Start of Data excerpts
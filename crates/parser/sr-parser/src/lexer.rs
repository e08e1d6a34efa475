//! Tokenizer with significant indentation
//!
//! Produces a flat token vector. Leading whitespace of each logical line is
//! turned into `Indent`/`Dedent` tokens through an indentation stack; blank and
//! comment-only lines produce nothing, and newlines inside brackets are
//! ignored so expressions can span lines.

use crate::error::{ErrorSource, ParseError};
use sr_span::Span;
use std::fmt;

/// Token categories
#[derive(Debug, Clone, Copy, PartialEq, Eq)]
pub enum TokenKind {
    /// Identifier or keyword
    Name,
    /// Numeric literal
    Number,
    /// String literal, quotes included
    Str,
    /// Operator or delimiter
    Op,
    /// End of a logical line
    Newline,
    /// Indentation increased
    Indent,
    /// Indentation decreased by one level
    Dedent,
    /// End of input
    Eof,
}

/// A token with its source text
#[derive(Debug, Clone, PartialEq, Eq)]
pub struct Token {
    /// Category
    pub kind: TokenKind,
    /// Exact source text; empty for layout tokens
    pub text: String,
    /// Source location
    pub span: Span,
}

impl Token {
    /// Whether this is the operator or keyword `text`
    pub fn is(&self, text: &str) -> bool {
        matches!(self.kind, TokenKind::Op | TokenKind::Name) && self.text == text
    }
}

impl fmt::Display for Token {
    fn fmt(&self, formatter: &mut fmt::Formatter<'_>) -> fmt::Result {
        match self.kind {
            TokenKind::Newline => formatter.write_str("newline"),
            TokenKind::Indent => formatter.write_str("indent"),
            TokenKind::Dedent => formatter.write_str("dedent"),
            TokenKind::Eof => formatter.write_str("end of file"),
            _ => formatter.write_str(&self.text),
        }
    }
}

/// Reserved words that can never be identifiers
pub const KEYWORDS: &[&str] = &[
    "and", "as", "assert", "async", "await", "break", "class", "continue", "def", "del", "elif",
    "else", "except", "finally", "fn", "for", "from", "global", "if", "import", "in", "is",
    "lambda", "nonlocal", "not", "or", "pass", "raise", "return", "try", "while", "with", "yield",
];

/// Whether `text` is a reserved word
pub fn is_keyword(text: &str) -> bool {
    KEYWORDS.contains(&text)
}

/// Operators, longest first so the first prefix match wins
const OPERATORS: &[&str] = &[
    "**=", "//=", ">>=", "<<=", "...", "->", "**", "//", "<<", ">>", "<=", ">=", "==", "!=", "<>",
    "+=", "-=", "*=", "/=", "%=", "&=", "|=", "^=", "@=", ":=", "+", "-", "*", "/", "%", "@",
    "&", "|", "^", "~", "<", ">", "(", ")", "[", "]", "{", "}", ",", ":", ".", ";", "=",
];

const TAB_WIDTH: usize = 8;

/// Tokenizes `source`
pub(crate) fn tokenize(source: &str, errors: &ErrorSource) -> Result<Vec<Token>, ParseError> {
    Lexer::new(source, errors).run()
}

struct Lexer<'src> {
    source: &'src str,
    pos: usize,
    tokens: Vec<Token>,
    indents: Vec<usize>,
    /// Open brackets with their positions; indentation is ignored while non-empty
    brackets: Vec<(char, usize)>,
    errors: &'src ErrorSource,
}

impl<'src> Lexer<'src> {
    fn new(source: &'src str, errors: &'src ErrorSource) -> Self {
        Self {
            source,
            pos: 0,
            tokens: Vec::new(),
            indents: vec![0],
            brackets: Vec::new(),
            errors,
        }
    }

    fn run(mut self) -> Result<Vec<Token>, ParseError> {
        let mut at_line_start = true;
        while self.pos < self.source.len() {
            if at_line_start && self.brackets.is_empty() {
                if self.line_indentation()? {
                    continue;
                }
                at_line_start = false;
            }

            let current = self.first();
            match current {
                ' ' | '\t' | '\r' | '\x0c' => self.pos += 1,
                '\\' if self.second() == '\n' => self.pos += 2,
                '\\' if self.second() == '\r' && self.third() == '\n' => self.pos += 3,
                '#' => self.skip_comment(),
                '\n' => {
                    self.pos += 1;
                    if self.brackets.is_empty() {
                        self.push_layout(TokenKind::Newline, self.pos - 1);
                        at_line_start = true;
                    }
                }
                '"' | '\'' => self.string(current)?,
                digit if digit.is_ascii_digit() => self.number(),
                '.' if self.second().is_ascii_digit() => self.number(),
                start if is_id_start(start) => self.identifier(),
                _ => self.operator(current)?,
            }
        }

        if let Some(&(opening, offset)) = self.brackets.last() {
            return Err(self
                .errors
                .unclosed_delimiter(opening, Span::new(offset as u32, offset as u32 + 1)));
        }

        let end = self.source.len();
        if self
            .tokens
            .last()
            .is_some_and(|token| token.kind != TokenKind::Newline)
        {
            self.push_layout(TokenKind::Newline, end);
        }
        while self.indents.len() > 1 {
            self.indents.pop();
            self.push_layout(TokenKind::Dedent, end);
        }
        self.push_layout(TokenKind::Eof, end);
        Ok(self.tokens)
    }

    /// Measures the indentation of the line at `pos`.
    ///
    /// Returns `true` when the line was blank or comment-only and has been
    /// skipped entirely.
    fn line_indentation(&mut self) -> Result<bool, ParseError> {
        let line_start = self.pos;
        let mut width = 0;
        while self.pos < self.source.len() {
            match self.first() {
                ' ' => width += 1,
                '\t' => width = (width / TAB_WIDTH + 1) * TAB_WIDTH,
                '\x0c' => width = 0,
                _ => break,
            }
            self.pos += 1;
        }

        match self.first() {
            '#' => {
                self.skip_comment();
                if self.first() == '\n' {
                    self.pos += 1;
                }
                return Ok(true);
            }
            '\n' => {
                self.pos += 1;
                return Ok(true);
            }
            '\r' if self.second() == '\n' => {
                self.pos += 2;
                return Ok(true);
            }
            _ if self.pos >= self.source.len() => return Ok(true),
            _ => {}
        }

        let current = self.indents.last().copied().unwrap_or(0);
        if width > current {
            self.indents.push(width);
            self.push_layout(TokenKind::Indent, self.pos);
        } else if width < current {
            while self.indents.last().is_some_and(|&level| level > width) {
                self.indents.pop();
                self.push_layout(TokenKind::Dedent, self.pos);
            }
            if self.indents.last().copied().unwrap_or(0) != width {
                return Err(self.errors.inconsistent_dedent(Span::new(
                    line_start as u32,
                    self.pos.max(line_start + 1) as u32,
                )));
            }
        }
        Ok(false)
    }

    fn first(&self) -> char {
        self.rest().chars().next().unwrap_or('\0')
    }

    fn second(&self) -> char {
        self.rest().chars().nth(1).unwrap_or('\0')
    }

    fn third(&self) -> char {
        self.rest().chars().nth(2).unwrap_or('\0')
    }

    fn rest(&self) -> &'src str {
        self.source.get(self.pos..).unwrap_or_default()
    }

    fn eat_while(&mut self, predicate: impl Fn(char) -> bool) {
        let consumed: usize = self
            .rest()
            .chars()
            .take_while(|&character| predicate(character))
            .map(char::len_utf8)
            .sum();
        self.pos += consumed;
    }

    fn skip_comment(&mut self) {
        self.eat_while(|character| character != '\n');
    }

    fn push(&mut self, kind: TokenKind, start: usize) {
        let text = self.source.get(start..self.pos).unwrap_or_default().to_string();
        self.tokens.push(Token {
            kind,
            text,
            span: Span::new(start as u32, self.pos as u32),
        });
    }

    fn push_layout(&mut self, kind: TokenKind, at: usize) {
        self.tokens.push(Token {
            kind,
            text: String::new(),
            span: Span::new(at as u32, at as u32),
        });
    }

    fn identifier(&mut self) {
        let start = self.pos;
        self.eat_while(is_id_continue);
        self.push(TokenKind::Name, start);
    }

    fn number(&mut self) {
        let start = self.pos;
        let digits = |character: char| character.is_ascii_digit() || character == '_';
        self.eat_while(digits);
        if self.first() == '.' && self.second() != '.' {
            self.pos += 1;
            self.eat_while(digits);
        }
        if matches!(self.first(), 'e' | 'E')
            && (self.second().is_ascii_digit()
                || (matches!(self.second(), '+' | '-') && self.third().is_ascii_digit()))
        {
            self.pos += 2;
            self.eat_while(digits);
        }
        self.push(TokenKind::Number, start);
    }

    fn string(&mut self, quote: char) -> Result<(), ParseError> {
        let start = self.pos;
        let triple = self.second() == quote && self.third() == quote;
        self.pos += if triple { 3 } else { 1 };

        loop {
            let current = self.first();
            if self.pos >= self.source.len() || (current == '\n' && !triple) {
                return Err(self
                    .errors
                    .unterminated_string(Span::new(start as u32, start as u32 + 1)));
            }
            if current == '\\' {
                self.pos += 1;
                self.pos += self.first().len_utf8();
                continue;
            }
            if current == quote {
                if !triple {
                    self.pos += 1;
                    break;
                }
                if self.second() == quote && self.third() == quote {
                    self.pos += 3;
                    break;
                }
            }
            self.pos += current.len_utf8();
        }

        self.push(TokenKind::Str, start);
        Ok(())
    }

    fn operator(&mut self, current: char) -> Result<(), ParseError> {
        let start = self.pos;
        let Some(operator) = OPERATORS
            .iter()
            .find(|operator| self.rest().starts_with(**operator))
        else {
            let span = Span::new(start as u32, (start + current.len_utf8()) as u32);
            return Err(self.errors.unexpected_character(current, span));
        };
        self.pos += operator.len();

        match current {
            '(' | '[' | '{' => self.brackets.push((current, start)),
            ')' | ']' | '}' => {
                let expected = match current {
                    ')' => '(',
                    ']' => '[',
                    _ => '{',
                };
                match self.brackets.pop() {
                    Some((opening, _)) if opening == expected => {}
                    _ => {
                        let span = Span::new(start as u32, self.pos as u32);
                        return Err(self.errors.unexpected_character(current, span));
                    }
                }
            }
            _ => {}
        }

        self.push(TokenKind::Op, start);
        Ok(())
    }
}

fn is_id_start(character: char) -> bool {
    character == '_' || character.is_alphabetic()
}

fn is_id_continue(character: char) -> bool {
    character == '_' || character.is_alphanumeric()
}

#[cfg(test)]
mod tests {
    use super::*;

    fn kinds(source: &str) -> Vec<TokenKind> {
        let errors = ErrorSource::new("test", source);
        tokenize(source, &errors)
            .unwrap()
            .into_iter()
            .map(|token| token.kind)
            .collect()
    }

    fn texts(source: &str) -> Vec<String> {
        let errors = ErrorSource::new("test", source);
        tokenize(source, &errors)
            .unwrap()
            .into_iter()
            .filter(|token| !token.text.is_empty())
            .map(|token| token.text)
            .collect()
    }

    #[test]
    fn test_indent_and_dedent() {
        use TokenKind::*;
        assert_eq!(
            kinds("if x:\n    y\nz\n"),
            vec![Name, Name, Op, Newline, Indent, Name, Newline, Dedent, Name, Newline, Eof]
        );
    }

    #[test]
    fn test_blank_and_comment_lines_are_skipped() {
        use TokenKind::*;
        assert_eq!(
            kinds("x\n\n   # note\n\ny"),
            vec![Name, Newline, Name, Newline, Eof]
        );
    }

    #[test]
    fn test_brackets_join_lines() {
        assert_eq!(texts("f(1,\n  2)\n"), ["f", "(", "1", ",", "2", ")"]);
    }

    #[test]
    fn test_longest_operator_wins() {
        assert_eq!(texts("a //= b ** c -> d"), ["a", "//=", "b", "**", "c", "->", "d"]);
    }

    #[test]
    fn test_numbers() {
        assert_eq!(texts("1_000 3.25 .5 2e10"), ["1_000", "3.25", ".5", "2e10"]);
    }

    #[test]
    fn test_strings_keep_quotes() {
        assert_eq!(texts(r#"'a' "b\"c" """d""""#), ["'a'", r#""b\"c""#, r#""""d""""#]);
    }

    #[test]
    fn test_unterminated_string() {
        let errors = ErrorSource::new("test", "x = 'abc\n");
        let err = tokenize("x = 'abc\n", &errors).unwrap_err();
        assert!(matches!(err, ParseError::UnterminatedString { .. }));
    }

    #[test]
    fn test_inconsistent_dedent() {
        let source = "if x:\n    y\n  z\n";
        let errors = ErrorSource::new("test", source);
        let err = tokenize(source, &errors).unwrap_err();
        assert!(matches!(err, ParseError::InconsistentDedent { .. }));
    }

    #[test]
    fn test_unclosed_bracket() {
        let errors = ErrorSource::new("test", "f(1, 2");
        let err = tokenize("f(1, 2", &errors).unwrap_err();
        assert!(matches!(
            err,
            ParseError::UnclosedDelimiter {
                opening_char: '(',
                ..
            }
        ));
    }
}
End of Data excerpts
**Try it:**
Nothing but lines that contain "Result" should appear in the answer. Copy each from the records.

**Response to the exercise:**
    fn fmt(&self, formatter: &mut fmt::Formatter<'_>) -> fmt::Result {
pub(crate) fn tokenize(source: &str, errors: &ErrorSource) -> Result<Vec<Token>, ParseError> {
    fn run(mut self) -> Result<Vec<Token>, ParseError> {
    fn line_indentation(&mut self) -> Result<bool, ParseError> {
    fn string(&mut self, quote: char) -> Result<(), ParseError> {
    fn operator(&mut self, current: char) -> Result<(), ParseError> {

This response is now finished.